Incluso su destrucción de la Reflecting Pool en el National Mall tiene una importancia real. Se lo hizo rehacer personas que decía conocer, en un color que prefería, sin consultar a nadie ni pasar por ningún proceso formal. Cuando la renovación resultó incompetente, fomentando la proliferación de algas, obligó a la policía y a la Guardia Nacional a fingir que la piscina había sido vandalizada, incluso a investigar y arrestar a quienes tocaran el agua. Parece un asunto trivial, pero no lo es. Los representantes del estado estadounidense ahora tienen que cumplir con las ficciones personales del presidente, por ridículas que parezcan, porque él y su tribu creen que los empleados federales trabajan exclusivamente para ellos, no para todos nosotros.
Inevitablemente, la administración Trump ha destruido las celebraciones del 250 aniversario del país. Tenía 11 años en 1976, durante el bicentenario, y ese 4 de julio estaba en un campamento de verano en Carolina del Norte. Recuerdo las celebraciones de las banderas y canciones patrióticas, así como bengalas por la noche. En ese momento, no creíamos que existiera una división cultural permanente entre estados rojos y estados azules. En retrospectiva, estoy seguro de que algunos de mis compañeros de campamento venían de familias con opiniones diferentes a las mías.

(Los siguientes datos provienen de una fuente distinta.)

impl TimeScore {
    /// Open the default store with the system clock and entropy-seeded luck.
    pub fn open(config: Config) -> Result<Self> {
        let store = Store::open(config.tunables.initial_energy)?;
        Self::with_parts(
            config,
            Arc::new(store),
            Box::new(SystemClock),
            Box::new(SeededLuck::new(None)),
        )
    }

    /// Assemble from explicit parts. Stored overrides are applied on top
    /// of `config`.
    pub fn with_parts(
        mut config: Config,
        store: Arc<Store>,
        clock: Box<dyn Clock>,
        luck: Box<dyn LuckSource>,
    ) -> Result<Self> {
        let overrides = store.read(|s| s.overrides())?;
        let applied = config.apply_overrides(overrides.iter().map(|(k, v)| (k.as_str(), v.as_str())));
        if applied > 0 {
            tracing::debug!(applied, "applied stored config overrides");
        }
        Ok(Self {
            config,
            store,
            clock,
            luck,
        })
    }

    pub fn config(&self) -> &Config {
        &self.config
    }

    /// Shared handle for readers on other threads.
    pub fn store(&self) -> Arc<Store> {
        Arc::clone(&self.store)
    }

    pub fn now(&self) -> NaiveDateTime {
        self.clock.now()
    }

    /// Validate and persist a configuration override.
    pub fn set_config_override(&mut self, key: &str, value: &str) -> Result<()> {
        let mut updated = self.config.clone();
        updated.set(key, value)?;
        self.store.write(|s| s.set_override(key, value))?;
        self.config = updated;
        Ok(())
    }

    /// Drop a stored override. Takes effect on the next construction.
    pub fn clear_config_override(&self, key: &str) -> Result<()> {
        if self.store.write(|s| s.remove_override(key))? {
            Ok(())
        } else {
            Err(ConfigError::UnknownKey(key.to_string()).into())
        }
    }

    pub fn config_overrides(&self) -> Result<Vec<(String, String)>> {
        self.store.read(|s| s.overrides())
    }

    // === Day boundary ===

    /// Roll the stored day forward to the clock's date if needed.
    pub fn roll_over(&self) -> Result<RolloverOutcome> {
        let today = self.clock.today();
        let manager = DailyRolloverManager::new(&self.config);
        self.store.write(|s| manager.run(s, today))
    }

    // === Catalog ===

    pub fn add_behavior(&self, new: NewBehavior) -> Result<BehaviorDefinition> {
        let def = new.into_definition(&self.config.levels, self.clock.now())?;
        self.store.write(|s| s.insert_definition(&def))?;
        tracing::info!(name = %def.name, level = %def.level, "added behavior");
        Ok(def)
    }

    /// Definitions at `level`; bare `R` matches every recovery tier.
    pub fn lookup_behaviors_by_level(&self, level: &str) -> Result<Vec<BehaviorDefinition>> {
        let level: Level = level.parse()?;
        self.store.read(|s| s.definitions_by_level(level))
    }

    pub fn behaviors(&self) -> Result<Vec<BehaviorDefinition>> {
        self.store.read(|s| s.definitions())
    }

    // === Recording ===

    /// Score and persist one behavior.
    ///
    /// `key` is matched against definition names first, then level codes.
    /// The record, the state update and any achievements commit together.
    pub fn record_behavior(
        &mut self,
        key: &str,
        duration_minutes: i64,
        mood: i64,
        context: Option<&str>,
    ) -> Result<ScoreResult> {
        let mood = validate_record_input(duration_minutes, mood)?;
        let now = self.clock.now();
        let started_at = started_at(now, duration_minutes)?;
        let today = now.date();

        let Self {
            config,
            store,
            luck,
            ..
        } = self;
        let config: &Config = config;
        let luck_source: &mut dyn LuckSource = luck.as_mut();

        let result = store.write(|s| {
            DailyRolloverManager::new(config).run(s, today)?;

            let target = Target::resolve(s, key)?;
            let mut state = s.user_state()?;
            // A clock behind the stored day keeps recording into that day.
            let day = state.last_active_date.map_or(today, |active| active.max(today));
            let recent = s.recent_records(day, COMBO_WINDOW)?;
            let window: Vec<Level> = recent.iter().map(|r| r.level).collect();

            let (level, inferred_sublevel) = match target.level() {
                Level::R(None) => {
                    let tier = infer_sublevel(mood, duration_minutes, window.last().copied());
                    (Level::R(Some(tier)), Some(tier))
                }
                level => (level, None),
            };
            let rates = target.rates(config, level);
            let name = target.name();

            let ledger = EnergyLedger::new(config);
            let recovered_energy = ledger.compute_recovery(state.last_record_at, now);
            let energy = ledger.apply_delta(state.current_energy, recovered_energy);

            let first_record_at = s.first_record_at()?;
            let lucky = config.features.lucky.then(|| {
                luck::roll(
                    &config.tunables,
                    state.today_behavior_count,
                    state.consecutive_unlucky,
                    state.lucky_triggers_today,
                    luck_source,
                )
            });

            let scored = ScoringEngine::new(config).score(&ScoreInput {
                level,
                base_score_per_minute: rates.base_score_per_minute,
                energy_cost_per_minute: rates.energy_cost_per_minute,
                duration_minutes,
                mood,
                energy,
                window: &window,
                occurrences_today: s.occurrences_on(&name, day)?,
                last_record_at: state.last_record_at,
                first_record_at,
                now,
                lucky: lucky.map(|roll| roll.coefficient),
            });

            let previous_combo = state.combo_count;
            state.current_energy = scored.energy_after;
            state.combo_count = ComboTracker::count_after(&window, level);
            state.today_total_score += scored.final_score;
            state.today_behavior_count += 1;
            state.today_energy_cost += scored.energy.cost;
            state.last_record_at = Some(now);
            state.last_active_date = Some(day);
            if let Some(roll) = lucky {
                state.consecutive_unlucky = roll.consecutive_unlucky;
                state.lucky_triggers_today = roll.lucky_triggers_today;
            }
            if level.is_positive() && scored.final_score != 0.0 {
                let (band, _) = config.time_band(now.hour());
                state.efficient_periods.insert(band.to_string());
            }
            s.save_user_state(&state)?;

            let fingerprint = config
                .features
                .record_fingerprint
                .then(|| fingerprint(level, duration_minutes, scored.final_score));
            let record = s.append_record(BehaviorRecord {
                id: 0,
                name: name.clone(),
                level,
                duration_minutes,
                mood,
                context: context.map(str::to_string),
                started_at,
                ended_at: now,
                day,
                base_score: scored.base,
                dynamic_coefficient: scored.dynamic_coefficient,
                final_score: scored.final_score,
                energy_delta: scored.energy.delta,
                inferred_sublevel,
                fingerprint: fingerprint.clone(),
            })?;

            let mut unlocked = Vec::new();
            if first_record_at.is_none() {
                unlocked.push(AchievementKind::FirstRecord);
            }
            if state.combo_count as usize >= COMBO_WINDOW && (previous_combo as usize) < COMBO_WINDOW {
                unlocked.push(AchievementKind::FullCombo);
            }
            if let Some(roll) = lucky.filter(|roll| roll.hit) {
                unlocked.push(AchievementKind::LuckyStrike);
                if roll.super_hit {
                    unlocked.push(AchievementKind::SuperLucky);
                }
            }
            for kind in &unlocked {
                s.unlock_achievement(*kind, now)?;
            }

            Ok(ScoreResult {
                record_id: record.id,
                name,
                level,
                base: scored.base,
                dynamic_coefficient: scored.dynamic_coefficient,
                final_score: scored.final_score,
                energy_delta: scored.energy.delta,
                energy_after: scored.energy_after,
                recovered_energy,
                inferred_sublevel,
                combo: scored.combo,
                lucky,
                fingerprint,
                unlocked,
                breakdown: scored.breakdown,
            })
        })?;

        tracing::info!(
            record_id = result.record_id,
            name = %result.name,
            final_score = result.final_score,
            energy_after = result.energy_after,
            "recorded behavior"
        );
        Ok(result)
    }

    // === Reads ===

    pub fn today_snapshot(&self) -> Result<TodaySnapshot> {
        self.roll_over()?;
        let today = self.clock.today();
        self.store.read(|s| {
            let state = s.user_state()?;
            let date = state.last_active_date.map_or(today, |active| active.max(today));
            Ok(TodaySnapshot {
                records: s.records_on(date)?,
                date,
                state,
            })
        })
    }

    /// The most recent `days` archived days, oldest first.
    pub fn historical_series(&self, days: usize) -> Result<Vec<DailyTotal>> {
        self.roll_over()?;
        self.store.read(|s| s.history(days))
    }

    pub fn total_score(&self) -> Result<f64> {
        self.store.read(|s| s.total_score())
    }

    pub fn spendable_score(&self) -> Result<f64> {
        self.store.read(|s| s.spendable_score())
    }

    pub fn achievements(&self) -> Result<Vec<AchievementEvent>> {
        self.store.read(|s| s.achievements())
    }

    // === Wishes ===

    pub fn add_wish(&self, name: &str, cost: i64) -> Result<Wish> {
        let name = validate_wish(name, cost, &self.config.tunables)?;
        let now = self.clock.now();
        let wish = self.store.write(|s| s.insert_wish(&name, cost, now))?;
        tracing::info!(id = wish.id, name = %wish.name, cost, "added wish");
        Ok(wish)
    }

    pub fn pending_wishes(&self) -> Result<Vec<WishProgress>> {
        self.store.read(|s| {
            let spendable = s.spendable_score()?;
            Ok(s.wishes_with_status(WishStatus::Pending)?
                .into_iter()
                .map(|wish| WishProgress::new(wish, spendable))
                .collect())
        })
    }

    pub fn redeemed_wishes(&self) -> Result<Vec<Wish>> {
        self.store.read(|s| s.wishes_with_status(WishStatus::Redeemed))
    }

    pub fn redeem_wish(&self, id: i64) -> Result<Wish> {
        let now = self.clock.now();
        let wish = self.store.write(|s| {
            let wish = s.redeem_wish(id, now)?;
            s.unlock_achievement(AchievementKind::WishRedeemed, now)?;
            Ok(wish)
        })?;
        tracing::info!(id, cost = wish.cost, "redeemed wish");
        Ok(wish)
    }

    pub fn suggested_wish_cost(&self) -> Result<Option<WishSuggestion>> {
        let history = self.store.read(|s| s.history(usize::MAX))?;
        let scores: Vec<f64> = history.iter().map(|d| d.total_score).collect();
        Ok(WishSuggestion::from_daily_scores(
            &scores,
            self.config.tunables.wish_suggestion_days,
        ))
    }
}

No importó para nuestra celebración del bicentenario, sobre todo porque teníamos 11 años. Pero tampoco habría importado aunque fuéramos adultos, porque todo el mundo sabía que el bicentenario era para todos nosotros. Los barcos altos, los fuegos artificiales, el Tren de la Libertad que transportaba una roca lunar por todo el país—todos estos eran símbolos que compartíamos, sin importar de qué parte de América fuéramos. El presidente Gerald Ford no intentó que los acontecimientos de ese año giraran en torno a él mismo, ni a su base, ni a su tribu, ni a su cuenta bancaria.
Este año es diferente, porque la Casa Blanca está habitada por personas que no creen en las “abstracciones” que normalmente celebramos el 4 de julio. Y esto nos afecta al resto de nosotros, queramos o no. La celebración del Congreso, planificada durante una década, ha sido usurpada por la celebración del presidente, financiada por donantes privados y con un discurso político propio. Otras instituciones en Washington y sus alrededores pospusieron o redujeron sus celebraciones del 250 aniversario para no estorbar al presidente. Muchas personas que podrían haber participado no asistirán, no prestarán atención ni les importará.
No sé si Estados Unidos de América llegará alguna vez a su tricentenario, pero si lo hace, será porque la tribu estrecha que representan Trump y Vance ha sido derrotada y eliminada, y porque el país vuelve a estar gobernado por personas que creen en una unión americana. Esto no es una declaración partidista: demócratas y republicanos tendrán que arrebatar juntos el estado a quienes creen que gobiernan por derecho de herencia y devolvérselo a una nación que aún cree que todos los hombres son creados iguales, que su creador les dota de ciertos derechos inalienables y que el propósito del gobierno es servir a la nación, no enriquecer a un clan oligárquico.